The increase in positive test results obtained in group 2 may be caused by the increased prevalence of risk factors for diabetes and coronary artery disease. Therefore, it is also clinically important to be skeptical about attenuation in high-risk patients.

This new method requires the use of digital x-ray, but it may have some value in decreasing unnecessary invasive interventions.

Study Limitations

Without coronary artery stenosis, microvascular dysfunction may reduce coronary flow reserve and may result in ischemia such as in patients with cardiac syndrome X.15,16 It is possible that some patients diagnosed with attenuation in fact had microvascular dysfunction, which is determined by measuring coronary flow reserve. Not measuring coronary flow reserve was one limitation of our study. However, cardiac syndrome X was excluded in the adverse attenuation group by indicating a normal exercise stress test without ST depression.

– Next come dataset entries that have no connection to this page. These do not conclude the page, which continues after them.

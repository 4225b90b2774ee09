//! Document categories attached to an application.

use serde::{Deserialize, Serialize};

/// The category of a supporting document.
#[derive(Debug, Clone, Copy, PartialEq, Eq, PartialOrd, Ord, Hash, Serialize, Deserialize)]
#[serde(rename_all = "SCREAMING_SNAKE_CASE")]
pub enum DocumentType {
    NationalIdCopy,
    BusinessRegistrationCertificate,
    TaxComplianceCertificate,
    LocationMapGpsCoordinates,
    Other,
}

/// The categories every business license submission must cover.
pub const BUSINESS_LICENSE_REQUIREMENTS: [DocumentType; 4] = [
    DocumentType::NationalIdCopy,
    DocumentType::BusinessRegistrationCertificate,
    DocumentType::TaxComplianceCertificate,
    DocumentType::LocationMapGpsCoordinates,
];

impl DocumentType {
    pub const ALL: [DocumentType; 5] = [
        Self::NationalIdCopy,
        Self::BusinessRegistrationCertificate,
        Self::TaxComplianceCertificate,
        Self::LocationMapGpsCoordinates,
        Self::Other,
    ];

    /// Stored form, e.g. `NATIONAL_ID_COPY`.
    pub fn as_str(&self) -> &'static str {
        match self {
            Self::NationalIdCopy => "NATIONAL_ID_COPY",
            Self::BusinessRegistrationCertificate => "BUSINESS_REGISTRATION_CERTIFICATE",
            Self::TaxComplianceCertificate => "TAX_COMPLIANCE_CERTIFICATE",
            Self::LocationMapGpsCoordinates => "LOCATION_MAP_GPS_COORDINATES",
            Self::Other => "OTHER",
        }
    }

    pub fn from_name(name: &str) -> Option<Self> {
        Self::ALL.into_iter().find(|t| t.as_str() == name)
    }

    /// Label shown to the submitter.
    pub fn label(&self) -> &'static str {
        match self {
            Self::NationalIdCopy => "National ID Copy",
            Self::BusinessRegistrationCertificate => "Business Registration Certificate",
            Self::TaxComplianceCertificate => "Tax Compliance Certificate",
            Self::LocationMapGpsCoordinates => "Location Map/GPS Coordinates",
            Self::Other => "Other",
        }
    }
}

impl std::fmt::Display for DocumentType {
    fn fmt(&self, f: &mut std::fmt::Formatter<'_>) -> std::fmt::Result {
        f.write_str(self.as_str())
    }
}

#[cfg(test)]
mod tests {
    use super::*;

    #[test]
    fn serde_uses_stored_names() {
        for t in DocumentType::ALL {
            let json = serde_json::to_string(&t).unwrap();
            assert_eq!(json, format!("\"{}\"", t.as_str()));
            assert_eq!(DocumentType::from_name(t.as_str()), Some(t));
        }
    }

    #[test]
    fn business_license_set_excludes_other() {
        assert!(!BUSINESS_LICENSE_REQUIREMENTS.contains(&DocumentType::Other));
        assert_eq!(BUSINESS_LICENSE_REQUIREMENTS.len(), 4);
    }
}
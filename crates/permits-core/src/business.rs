//! # Business Details
//!
//! The business information a citizen supplies on the first step of an
//! application. Raw form input arrives as [`BusinessDetailsInput`] and is
//! turned into the validated [`BusinessDetails`] by
//! [`BusinessDetails::parse`], which reports every offending field in one
//! [`ValidationError::Fields`].

use serde::{Deserialize, Serialize};

use crate::error::{FieldViolation, ValidationError};

/// The fixed set of business categories accepted on an application.
#[derive(Debug, Clone, Copy, PartialEq, Eq, Hash, Serialize, Deserialize)]
pub enum BusinessType {
    #[serde(rename = "Retail")]
    Retail,
    #[serde(rename = "Restaurant/Food Service")]
    RestaurantFoodService,
    #[serde(rename = "Manufacturing")]
    Manufacturing,
    #[serde(rename = "Professional Services")]
    ProfessionalServices,
}

impl BusinessType {
    /// All business types, in display order.
    pub const ALL: [BusinessType; 4] = [
        Self::Retail,
        Self::RestaurantFoodService,
        Self::Manufacturing,
        Self::ProfessionalServices,
    ];

    /// The stored and displayed label.
    pub fn as_str(&self) -> &'static str {
        match self {
            Self::Retail => "Retail",
            Self::RestaurantFoodService => "Restaurant/Food Service",
            Self::Manufacturing => "Manufacturing",
            Self::ProfessionalServices => "Professional Services",
        }
    }

    /// Look up a business type by its exact label.
    pub fn from_label(label: &str) -> Option<Self> {
        Self::ALL.into_iter().find(|t| t.as_str() == label)
    }
}

impl std::fmt::Display for BusinessType {
    fn fmt(&self, f: &mut std::fmt::Formatter<'_>) -> std::fmt::Result {
        f.write_str(self.as_str())
    }
}

/// A phone number in E.164-like form: optional `+`, a non-zero leading
/// digit, then 1 to 14 further digits.
#[derive(Debug, Clone, PartialEq, Eq, Hash, Serialize, Deserialize)]
#[serde(try_from = "String", into = "String")]
pub struct PhoneNumber(String);

impl PhoneNumber {
    pub fn parse(s: &str) -> Option<Self> {
        let digits = s.strip_prefix('+').unwrap_or(s);
        let mut bytes = digits.bytes();
        let leading_ok = matches!(bytes.next(), Some(b'1'..=b'9'));
        let rest_len = digits.len().saturating_sub(1);
        if leading_ok && (1..=14).contains(&rest_len) && bytes.all(|b| b.is_ascii_digit()) {
            Some(Self(s.to_string()))
        } else {
            None
        }
    }

    pub fn as_str(&self) -> &str {
        &self.0
    }
}

impl TryFrom<String> for PhoneNumber {
    type Error = ValidationError;

    fn try_from(value: String) -> Result<Self, Self::Error> {
        Self::parse(&value).ok_or_else(|| ValidationError::field("phone_number", "Invalid phone number"))
    }
}

impl From<PhoneNumber> for String {
    fn from(p: PhoneNumber) -> Self {
        p.0
    }
}

impl std::fmt::Display for PhoneNumber {
    fn fmt(&self, f: &mut std::fmt::Formatter<'_>) -> std::fmt::Result {
        f.write_str(&self.0)
    }
}

/// A national identity card number. Only non-emptiness is enforced.
#[derive(Debug, Clone, PartialEq, Eq, Hash, Serialize, Deserialize)]
#[serde(try_from = "String", into = "String")]
pub struct NationalId(String);

impl NationalId {
    pub fn parse(s: &str) -> Option<Self> {
        let trimmed = s.trim();
        (!trimmed.is_empty()).then(|| Self(trimmed.to_string()))
    }

    pub fn as_str(&self) -> &str {
        &self.0
    }
}

impl TryFrom<String> for NationalId {
    type Error = ValidationError;

    fn try_from(value: String) -> Result<Self, Self::Error> {
        Self::parse(&value)
            .ok_or_else(|| ValidationError::field("national_id", "National ID Number is required"))
    }
}

impl From<NationalId> for String {
    fn from(n: NationalId) -> Self {
        n.0
    }
}

impl std::fmt::Display for NationalId {
    fn fmt(&self, f: &mut std::fmt::Formatter<'_>) -> std::fmt::Result {
        f.write_str(&self.0)
    }
}

/// Unvalidated business form fields as submitted.
///
/// Every field defaults to empty so that a missing key is reported as a
/// field violation rather than a JSON deserialization failure.
#[derive(Debug, Clone, Default, PartialEq, Eq, Serialize, Deserialize)]
#[serde(default)]
pub struct BusinessDetailsInput {
    pub business_name: String,
    pub business_type: String,
    pub phone_number: String,
    pub national_id: String,
    pub business_address: String,
}

/// Validated business details carried by an application.
#[derive(Debug, Clone, PartialEq, Eq, Serialize, Deserialize)]
pub struct BusinessDetails {
    pub business_name: String,
    pub business_type: BusinessType,
    pub phone_number: PhoneNumber,
    pub national_id: NationalId,
    pub business_address: String,
}

impl BusinessDetails {
    /// Validate raw form input, collecting a violation for every bad field.
    pub fn parse(input: BusinessDetailsInput) -> Result<Self, ValidationError> {
        let mut violations = Vec::new();

        let business_name = input.business_name.trim().to_string();
        if business_name.is_empty() {
            violations.push(FieldViolation::new("business_name", "Business Name is required"));
        }

        let business_type = BusinessType::from_label(input.business_type.trim());
        if business_type.is_none() {
            violations.push(FieldViolation::new(
                "business_type",
                "Please select a valid business type",
            ));
        }

        let phone_number = PhoneNumber::parse(input.phone_number.trim());
        if phone_number.is_none() {
            violations.push(FieldViolation::new("phone_number", "Invalid phone number"));
        }

        let national_id = NationalId::parse(&input.national_id);
        if national_id.is_none() {
            violations.push(FieldViolation::new(
                "national_id",
                "National ID Number is required",
            ));
        }

        let business_address = input.business_address.trim().to_string();
        if business_address.is_empty() {
            violations.push(FieldViolation::new(
                "business_address",
                "Business Address is required",
            ));
        }

        match (business_type, phone_number, national_id) {
            (Some(business_type), Some(phone_number), Some(national_id)) if violations.is_empty() => {
                Ok(Self {
                    business_name,
                    business_type,
                    phone_number,
                    national_id,
                    business_address,
                })
            }
            _ => Err(ValidationError::Fields(violations)),
        }
    }
}
//! # permits CLI entry point
//!
//! Parses command-line arguments and dispatches to subcommand handlers.

use std::process::ExitCode;

use clap::{Parser, Subcommand};
use tracing_subscriber::EnvFilter;

use permits_cli::catalog::{run_catalog, CatalogArgs};
use permits_cli::seed::{run_seed, SeedArgs};

/// County permits portal operator tool.
#[derive(Parser, Debug)]
#[command(name = "permits", version, about, long_about = None)]
struct Cli {
    /// Enable verbose output. Repeat for more verbosity (-v, -vv, -vvv).
    #[arg(short, long, action = clap::ArgAction::Count, global = true)]
    verbose: u8,

    #[command(subcommand)]
    command: Commands,
}

#[derive(Subcommand, Debug)]
enum Commands {
    /// Check a permit catalog and print it as JSON.
    Catalog(CatalogArgs),

    /// Upsert a permit catalog into the database.
    Seed(SeedArgs),
}

fn main() -> ExitCode {
    let cli = Cli::parse();

    let filter = match cli.verbose {
        0 => EnvFilter::new("warn"),
        1 => EnvFilter::new("info"),
        2 => EnvFilter::new("debug"),
        _ => EnvFilter::new("trace"),
    };
    tracing_subscriber::fmt()
        .with_env_filter(filter)
        .with_target(false)
        .with_writer(std::io::stderr)
        .init();

    let result = match cli.command {
        Commands::Catalog(args) => run_catalog(&args),
        Commands::Seed(args) => run_seed(&args),
    };

    match result {
        Ok(code) => ExitCode::from(code),
        Err(e) => {
            tracing::error!("{e:#}");
            eprintln!("error: {e:#}");
            ExitCode::from(1)
        }
    }
}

In addition, no data have been encountered regarding the correlation in measuring Hounsfield density between CT and digital x-ray. However, we believe that the simplicity and the probability of detecting adverse attenuation before SPECT could make digital x-ray a helpful tool.

CONCLUSIONS

Measuring breast thickness using digital x-ray is an easy method and may be helpful in preventing unnecessary invasive procedures by allowing the selection of appropriate diagnostic methods in investigating ischemia.